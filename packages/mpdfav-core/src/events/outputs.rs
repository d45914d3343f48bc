//! Per-handler delivery channels of one service.

use tokio::sync::mpsc;

use super::SongSticker;

/// Receiving end drained by one handler task.
pub type StickerReceiver = mpsc::UnboundedReceiver<SongSticker>;

/// Sending ends of every delivery channel of one service.
///
/// Services only ever borrow this; the orchestrator owns it and closes all
/// channels at once when the service exits.
///
/// Queues are unbounded: a slow handler lags behind but never blocks the
/// service, and no event is dropped while its handler is alive.
#[derive(Debug, Default)]
pub struct StickerOutputs {
    senders: Vec<mpsc::UnboundedSender<SongSticker>>,
}

impl StickerOutputs {
    /// Creates `count` channels, returning the outputs and one receiver per channel.
    pub fn channels(count: usize) -> (Self, Vec<StickerReceiver>) {
        let (senders, receivers): (Vec<_>, Vec<_>) =
            (0..count).map(|_| mpsc::unbounded_channel()).unzip();
        (Self { senders }, receivers)
    }

    pub fn len(&self) -> usize {
        self.senders.len()
    }

    pub fn is_empty(&self) -> bool {
        self.senders.is_empty()
    }

    /// Hands one copy of `event` to every channel.
    ///
    /// Each send is independent and returns immediately; delivery to the
    /// handlers happens later and in no particular order across handlers.
    /// Returns the number of channels that accepted the event.
    pub fn publish(&self, event: SongSticker) -> usize {
        tracing::debug!(?event, channels = self.senders.len(), "sticker_published");

        let mut delivered = 0;
        for tx in &self.senders {
            match tx.send(event.clone()) {
                Ok(()) => delivered += 1,
                Err(e) => log::trace!("[StickerOutputs] Handler gone, dropping {:?}", e.0),
            }
        }
        delivered
    }

    /// Closes every channel. Handlers drain what is buffered, then stop.
    pub fn close(self) {
        drop(self);
    }
}
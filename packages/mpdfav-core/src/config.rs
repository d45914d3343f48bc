//! Daemon configuration types.
//!
//! The binary loads these from YAML; the core only validates and reads them.
//! A configuration is consumed once per daemon-loop iteration and never
//! hot-reloaded.

use serde::{Deserialize, Serialize};

use crate::error::{DaemonError, DaemonResult};
use crate::protocol_constants::MPD_DEFAULT_PORT;

/// Connection settings for the MPD server.
#[derive(Debug, Clone, PartialEq, Eq, Serialize, Deserialize)]
#[serde(default)]
pub struct MpdSettings {
    pub host: String,
    pub port: u16,
    /// Empty means "connect without authenticating".
    pub password: String,
}

impl Default for MpdSettings {
    fn default() -> Self {
        Self {
            host: "localhost".to_string(),
            port: MPD_DEFAULT_PORT,
            password: String::new(),
        }
    }
}

impl MpdSettings {
    /// `host:port` to dial.
    pub fn address(&self) -> String {
        format!("{}:{}", self.host, self.port)
    }

    /// Password to authenticate with, if any.
    pub fn credentials(&self) -> Option<&str> {
        (!self.password.is_empty()).then_some(self.password.as_str())
    }
}

/// Settings of one sticker-tracking service and the playlist it maintains.
#[derive(Debug, Clone, PartialEq, Eq, Serialize, Deserialize)]
pub struct PlaylistServiceConfig {
    /// Whether the service is started at all.
    pub enabled: bool,
    /// Name of the stored playlist regenerated on every sticker change.
    pub playlist: String,
    /// Maximum number of songs kept in the playlist.
    pub limit: usize,
}

impl PlaylistServiceConfig {
    fn enabled(playlist: &str) -> Self {
        Self {
            enabled: true,
            playlist: playlist.to_string(),
            limit: 50,
        }
    }

    fn validate(&self, service: &str) -> DaemonResult<()> {
        if !self.enabled {
            return Ok(());
        }
        if self.playlist.trim().is_empty() {
            return Err(DaemonError::Configuration(format!(
                "{} playlist name must not be empty",
                service
            )));
        }
        if self.limit == 0 {
            return Err(DaemonError::Configuration(format!(
                "{} playlist limit must be greater than zero",
                service
            )));
        }
        Ok(())
    }
}

/// Complete daemon configuration.
#[derive(Debug, Clone, PartialEq, Eq, Serialize, Deserialize)]
#[serde(default)]
pub struct DaemonConfig {
    pub mpd: MpdSettings,
    /// Play-count tracking, feeding the "most played" playlist.
    pub playcounts: PlaylistServiceConfig,
    /// Ratings tracking, feeding the "best rated" playlist.
    pub ratings: PlaylistServiceConfig,
}

impl Default for DaemonConfig {
    fn default() -> Self {
        Self {
            mpd: MpdSettings::default(),
            playcounts: PlaylistServiceConfig::enabled("Most Played"),
            ratings: PlaylistServiceConfig::enabled("Best Rated"),
        }
    }
}

impl DaemonConfig {
    /// Validates the configuration.
    ///
    /// # Errors
    ///
    /// Returns an error if no service is enabled, if the MPD host is empty,
    /// or if an enabled service has no playlist name or a zero limit.
    pub fn validate(&self) -> DaemonResult<()> {
        if self.mpd.host.trim().is_empty() {
            return Err(DaemonError::Configuration(
                "MPD host must not be empty".to_string(),
            ));
        }
        if !self.playcounts.enabled && !self.ratings.enabled {
            return Err(DaemonError::NoServicesEnabled);
        }
        self.playcounts.validate("playcounts")?;
        self.ratings.validate("ratings")
    }
}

About this exercise:
Only one number is expected: the count of lines in the entries holding the string "mpsc".

Response to the exercise:
4